Any type of content can be substituted and/or redirected using the techniques described herein. In some examples, the dynamic content serving systems and methods can be used for dynamic advertisement insertion and/or dynamic advertisement re-direction. For instance, the subject matter described herein could include, by way of example and without limitation, substituting the display of a certain television advertisement being broadcast as part of a television program with a different advertisement, such as one that had been predetermined to be more relevant for people in that household. The advertisement substitution action is dynamic; meaning it can occur any time an advertisement that is eligible to be replaced is detected to be currently displayed by means of a process running inside of a client device (e.g., a smart television, a set-top box, a mobile device, a computer, and/or any other suitable client device that can display media content).

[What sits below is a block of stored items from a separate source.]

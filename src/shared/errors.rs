use thiserror::Error;

#[derive(Debug, Error)]
pub enum MenuError {
    #[error("Navigation menu has no entries")]
    EmptyMenu,

    #[error("Duplicate navigation entry id: {0}")]
    DuplicateEntryId(String),

    #[error("Navigation entry {id} has a blank {field}")]
    BlankField { id: String, field: &'static str },

    #[error("Serialization error: {0}")]
    Parse(#[from] serde_json::Error),
}

pub type Result<T> = std::result::Result<T, MenuError>;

The content substitution using the techniques described herein can be used to enhance the content that is provided to viewers. For example, during the early years of television and the growth of advertising-supported programming, the commercial messages displayed on a home television set promoted, by necessity, products or services with a relatively broad appeal. Since all viewers saw the same commercial, companies generally only targeted broad markets that would be likely to be tuned-in during that daypart.
As cable television networks developed, and later became known as “multichannel video programming distributors” (MVPD), the ability to target some advertising on a regional basis, instead of a nationwide basis, enabled advertising for more localized products and services, and attracted attempts to exploit known demographic preferences. For example, advertising dollars spent to promote pickup trucks was believed to be better invested in rural rather than urban marketplaces, while ads featuring compact cars provided to be more effective in urban areas.
By the 1990s, technologies were being developed with the intent to further “cellularize” certain large MVPD systems, enabling the targeting of specific neighborhoods with relevant commercial messages. The relatively recent shift to digital broadcasting of television programing, and the parallel proliferation of more-advanced video distribution methodologies (e.g., digital cable, digital satellite, broadband Internet service, among others), allowed more advanced viewing of media content, such as using smart televisions (televisions), smartphones, tablets, laptops, desktop computers, and other client devices for viewing video programming.
These somewhat dramatic advances in media distribution have created an infrastructure offering an opportunity for the development of novel systems and methods to display content (e.g., alternative video and/or audio content, advertising messages, among other content) on multiple devices and to coordinate messages across devices to the same user and/or other users. Further, new content or messages may be substituted in real-time for the existing content or messages as being more relevant to the interests of a specific individual or household. When advertisements are substituted, the process can be referred to as dynamic advertisement (or ad) substitution. When advertisements are redirected to other devices, the process can be referred to as advertisement (or ad) redirection.
In one illustrative example, dynamic advertisement substitution can be performed by the dynamic content serving system, where a pre-stored advertisement is “spliced” into a video stream in place of an advertisement that was part of the original program stream. In such an example, the viewer of the video stream sees a different advertisement than another viewer viewing the same video stream (e.g., different content than a neighbor sees on their respective television or other viewing device).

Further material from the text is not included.